For people who have mastered the less intuitive, less expressive ends of the search and analysis spectrum, and who have access to appropriate digital datasets, what would 60 years ago have been a heroic accomplishment is now a Breakfast Experiment™. For example, the counts for the Breakfast Experiment™ documented in "Yeah No", 4/3/2008, are roughly comparable in scale to Ellegård's investigation of do-support, but took me only a few seconds to create. For an analogous example dealing with instrumental analysis of speech, see e.g. "Nationality, Gender and Pitch", 11/12/2007.

And in specific relation to the history of do-support, see Aaron Ecay's handout "On the graduated evolution of do-support in English", 3/20/2010, and his slides for "Three-way competition and the emergence of do-support in English", DiGS14, which present and analyze numbers based on digital searching of two published historical "treebanks": PPCEME and PCEEC:

The goal of this course is to give you a sense of the landscape in this area, and to help you to make choices about selecting research topics, finding relevant data, learning and applying analysis skills, and so forth.

A Note on the Value of Shared Data

When research datasets are available, there's more research, because this lowers barriers to entry.

When research datasets are shared, the research is better, because results can be replicated, mistakes can be corrected, and algorithms and theories can be compared.

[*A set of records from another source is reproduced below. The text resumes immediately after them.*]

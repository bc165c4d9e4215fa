//! Cooperative cancellation shared between the event loop and helper threads.
//!
//! A token may be derived from a parent with [`CancellationToken::child`]; the
//! child reports cancelled once it or any ancestor is cancelled. The speech
//! engine hands one child per utterance to its watcher thread so that
//! `cancel_all` (parent) and a single-utterance cancel (child) share one path.

use anyhow::{Result, anyhow};
use std::sync::{
    Arc,
    atomic::{AtomicBool, Ordering},
};

#[derive(Clone, Debug, Default)]
pub struct CancellationToken {
    cancelled: Arc<AtomicBool>,
    parent: Option<Box<CancellationToken>>,
}

impl CancellationToken {
    pub fn new() -> Self {
        Self::default()
    }

    /// Token that observes this one's cancellation but can be cancelled alone.
    pub fn child(&self) -> Self {
        Self {
            cancelled: Arc::new(AtomicBool::new(false)),
            parent: Some(Box::new(self.clone())),
        }
    }

    pub fn cancel(&self) {
        self.cancelled.store(true, Ordering::Release);
    }

    pub fn is_cancelled(&self) -> bool {
        self.cancelled.load(Ordering::Acquire)
            || self
                .parent
                .as_ref()
                .is_some_and(|parent| parent.is_cancelled())
    }

    pub fn check_cancelled(&self, stage: &'static str) -> Result<()> {
        if self.is_cancelled() {
            return Err(anyhow!("operation cancelled at stage={stage}"));
        }
        Ok(())
    }
}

In addition, shared datasets are typically much bigger and more expensive than any individual researcher's time and money would permit.

When datasets are associated with well-defined research questions, the whole field gets better, because the people who work on the "common tasks" form a community of practice within which ideas and tools circulate rapidly.

And finally, well-designed datasets usually turn out to be useful for many kinds of research besides those for which they were originally designed.

Advances in networking, computing, and mass storage mean that there's no longer any significant technical barrier to the publication of research datasets. It's past time for such publication to become the norm.

One (almost) good example: Bert Remijsen, "Tonal alignment is contrastive in falling contours in Dinka", Language 2013. You can download the dataset on which the acoustic analysis is based, and the stimuli used in the perception study. Later in the course, I'll discuss some work I was able to do in just a few hours, given access to Bert's data.

The only problem: these datasets are just stored on Bert's personal site that the University of Edinburgh -- a more permanent home for such material should be normal, provided by journals like Language, whose editors should not only offer to host such datasets, but should insist on doing so.